I'm not sure what you mean by "nails". One of the easiest materials to start with are what we call "fingers", the card edge connectors on many computer cards. Perhaps that's it?

Dave


----------



## Golden98 (Oct 5, 2016)

Thanks. I meant gold plated nails. Where could one get the electronic fingers you speak of? I see them sold on sites but it would be pointless if the cost of them outweighs any small profit.


----------



## anachronism (Oct 5, 2016)

Golden

It's worth doing a few "zero profit" jobs to learn the basic techniques I promise you.


----------



## goldsilverpro (Oct 5, 2016)

No gold plated nails. Are you talking about "pins?"


----------



## Golden98 (Oct 5, 2016)

Yeh I meant pins excuse me.


----------



## anachronism (Oct 5, 2016)

Which part of the UK are you in? I might have a few bits lying around that you could practice on.


----------



## FrugalRefiner (Oct 5, 2016)

Golden98 said:


> Where could one get the electronic fingers you speak of? I see them sold on sites but it would be pointless if the cost of them outweighs any small profit.

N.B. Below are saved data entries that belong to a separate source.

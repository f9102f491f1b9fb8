use serde::{Deserialize, Serialize};
use serde_json::{Map, Value};
use std::fmt;
use strum_macros::{Display, EnumIter};
use uuid::Uuid;

/// Meta key used to scope documents to a single project.
pub const PROJECT_ID_KEY: &str = "project_id";

/// Unit of text handed to the embedder and the document store
#[derive(Debug, Clone, PartialEq, Serialize, Deserialize)]
pub struct Document {
    pub id: String,
    pub content: String,
    #[serde(default)]
    pub meta: Map<String, Value>,
    #[serde(default, skip_serializing_if = "Option::is_none")]
    pub embedding: Option<Vec<f32>>,
}

impl Document {
    pub fn new(content: impl Into<String>, meta: Map<String, Value>) -> Self {
        Self::with_id(Uuid::new_v4().to_string(), content, meta)
    }

    pub fn with_id(id: impl Into<String>, content: impl Into<String>, meta: Map<String, Value>) -> Self {
        Self {
            id: id.into(),
            content: content.into(),
            meta,
            embedding: None,
        }
    }

    pub fn meta_str(&self, key: &str) -> Option<&str> {
        self.meta.get(key).and_then(Value::as_str)
    }

    pub fn project_id(&self) -> Option<&str> {
        self.meta_str(PROJECT_ID_KEY)
    }
}

impl fmt::Display for Document {
    fn fmt(&self, f: &mut fmt::Formatter<'_>) -> fmt::Result {
        write!(f, "Document({}, {} chars)", self.id, self.content.len())
    }
}

/// One document store per kind of indexed content
#[derive(Display, Debug, Clone, Copy, PartialEq, Eq, Hash, PartialOrd, Ord, Serialize, Deserialize, EnumIter)]
#[serde(rename_all = "snake_case")]
#[strum(serialize_all = "snake_case")]
pub enum CollectionKind {
    DbSchema,
    TableDescription,
    HistoricalQuestion,
    SqlPairs,
    Instructions,
    ProjectMeta,
}

impl CollectionKind {
    /// Kinds rebuilt every time an MDL is indexed.
    pub fn mdl_derived() -> [CollectionKind; 4] {
        [
            CollectionKind::DbSchema,
            CollectionKind::TableDescription,
            CollectionKind::HistoricalQuestion,
            CollectionKind::ProjectMeta,
        ]
    }

    /// Whether documents of this kind carry an embedding.
    pub fn is_embedded(&self) -> bool {
        !matches!(self, CollectionKind::ProjectMeta)
    }
}

/// `meta.type` discriminator for schema documents
#[derive(Display, Debug, Clone, Copy, PartialEq, Eq, Serialize, Deserialize)]
pub enum DocumentType {
    #[serde(rename = "TABLE_SCHEMA")]
    #[strum(serialize = "TABLE_SCHEMA")]
    TableSchema,
    #[serde(rename = "TABLE_DESCRIPTION")]
    #[strum(serialize = "TABLE_DESCRIPTION")]
    TableDescription,
}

You'll find fingers on just about any expansion card or memory card that plugs into a computer motherboard. Video cards, modems, sound cards, network cards, etc. all have them along the edge that plugs into a socket on the motherboard. Most memory has similar connectors. 

Dave


----------



## Golden98 (Oct 5, 2016)

Where am I in the UK? I am near Bromley. Are the chemicals and things needed to do this process legally available in the UK? is there any small money to be made with this also once one learns the drawn out process and perfects the art. Is there any small profit to make it worthwhile? thanks.


----------



## patnor1011 (Oct 5, 2016)

Golden98 said:


> Where am I in the UK? I am near Bromley. Are the chemicals and things needed to do this process legally available in the UK? is there any small money to be made with this also once one learns the drawn out process and perfects the art. Is there any small profit to make it worthwhile? thanks.

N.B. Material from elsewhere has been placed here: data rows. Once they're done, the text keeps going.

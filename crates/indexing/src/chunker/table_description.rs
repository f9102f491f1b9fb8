use super::{base_meta, MdlChunker};
use crate::mdl::{Column, Mdl, Properties};
use mdl_index_common::{CollectionKind, Document, DocumentType};
use serde_json::json;

/// One short description chunk per model, metric and view
#[derive(Debug, Clone, Default)]
pub struct TableDescriptionChunker;

impl TableDescriptionChunker {
    fn document(
        &self,
        name: &str,
        mdl_type: &str,
        properties: &Properties,
        columns: String,
        project_id: Option<&str>,
    ) -> Document {
        let chunk = json!({
            "name": name,
            "mdl_type": mdl_type,
            "description": properties.description().unwrap_or_default(),
            "columns": columns,
        });

        let mut meta = base_meta(project_id);
        meta.insert("type".to_string(), json!(DocumentType::TableDescription));
        meta.insert("name".to_string(), json!(name));
        Document::new(chunk.to_string(), meta)
    }
}

fn column_names<'a>(columns: impl Iterator<Item = &'a Column>) -> String {
    columns
        .filter(|c| c.relationship.is_none())
        .map(|c| c.name.as_str())
        .collect::<Vec<_>>()
        .join(", ")
}

impl MdlChunker for TableDescriptionChunker {
    fn kind(&self) -> CollectionKind {
        CollectionKind::TableDescription
    }

    fn chunk(&self, mdl: &Mdl, project_id: Option<&str>) -> Vec<Document> {
        let models = mdl.models.iter().map(|model| {
            self.document(
                &model.name,
                "MODEL",
                &model.properties,
                column_names(model.columns.iter()),
                project_id,
            )
        });
        let metrics = mdl.metrics.iter().map(|metric| {
            self.document(
                &metric.name,
                "METRIC",
                &metric.properties,
                column_names(metric.dimension.iter().chain(metric.measure.iter())),
                project_id,
            )
        });
        let views = mdl.views.iter().map(|view| {
            self.document(&view.name, "VIEW", &view.properties, String::new(), project_id)
        });

        models.chain(metrics).chain(views).collect()
    }
}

Most of the chemicals are not available to everyone. I mean you cant just walk in a shop and buy them, for most of it you will need to be registered business and meet some requirements. As to the profit question there is no correct answer to this. It all depend on what you want to do but processing electronic scrap may be least profitable venue for hobbyist who is not going to deal with volume. Some people prefer to work with jewelry as it is hard for them to come by any meaningful amounts of electronic scrap either for free or at reasonable price. 
You can try to start by learning theory and collecting stuff. No point to bother yourself too much with actual recovery or refining at this stage unless you want to satisfy your curiosity.


----------



## Golden98 (Oct 5, 2016)

I see Patnor thanks for the info. I think at this point I am just trying to get some simple chemicals to start working with to get something going just to practice and then if I take to it well and get better I can progress.

Do you know if there Is a list of legal chemicals available in the UK that could be legally purchased without license that could able me to refine gold from circuit boards and such?

I think at this point I am just trying to get some simple chemicals to start working with to get something going just to practice and then if I take to it well and get better I can progress.


----------



## patnor1011 (Oct 5, 2016)

Well I guess situation in UK is fairly the same as in Ireland so very limited. There is no list of chemicals. You should know what you do have and what process you want to use. Then you will know what chemical you need to get or what substitute may be used.
But as I said you really do not need to concern yourself much about which chemicals to buy tomorrow. You do have months of study ahead of you to be able to properly utilize chemicals and processes involved with precious metals refining. It a meantime collect as much of material as you can. 
It took me well over year of studying on forum before I moved to practical side of things and started experimenting. I do not think I missed anything. 
Gold recovery&refining is expensive hobby and many people realize that only after they try it. Most of them will try to carry on in self imposed denial and keep financing their dream. Gold fever is very real but only few people are able to make money out of it, less than 1 in 10 in my opinion and some of them do not even need any chemicals to make profit.


----------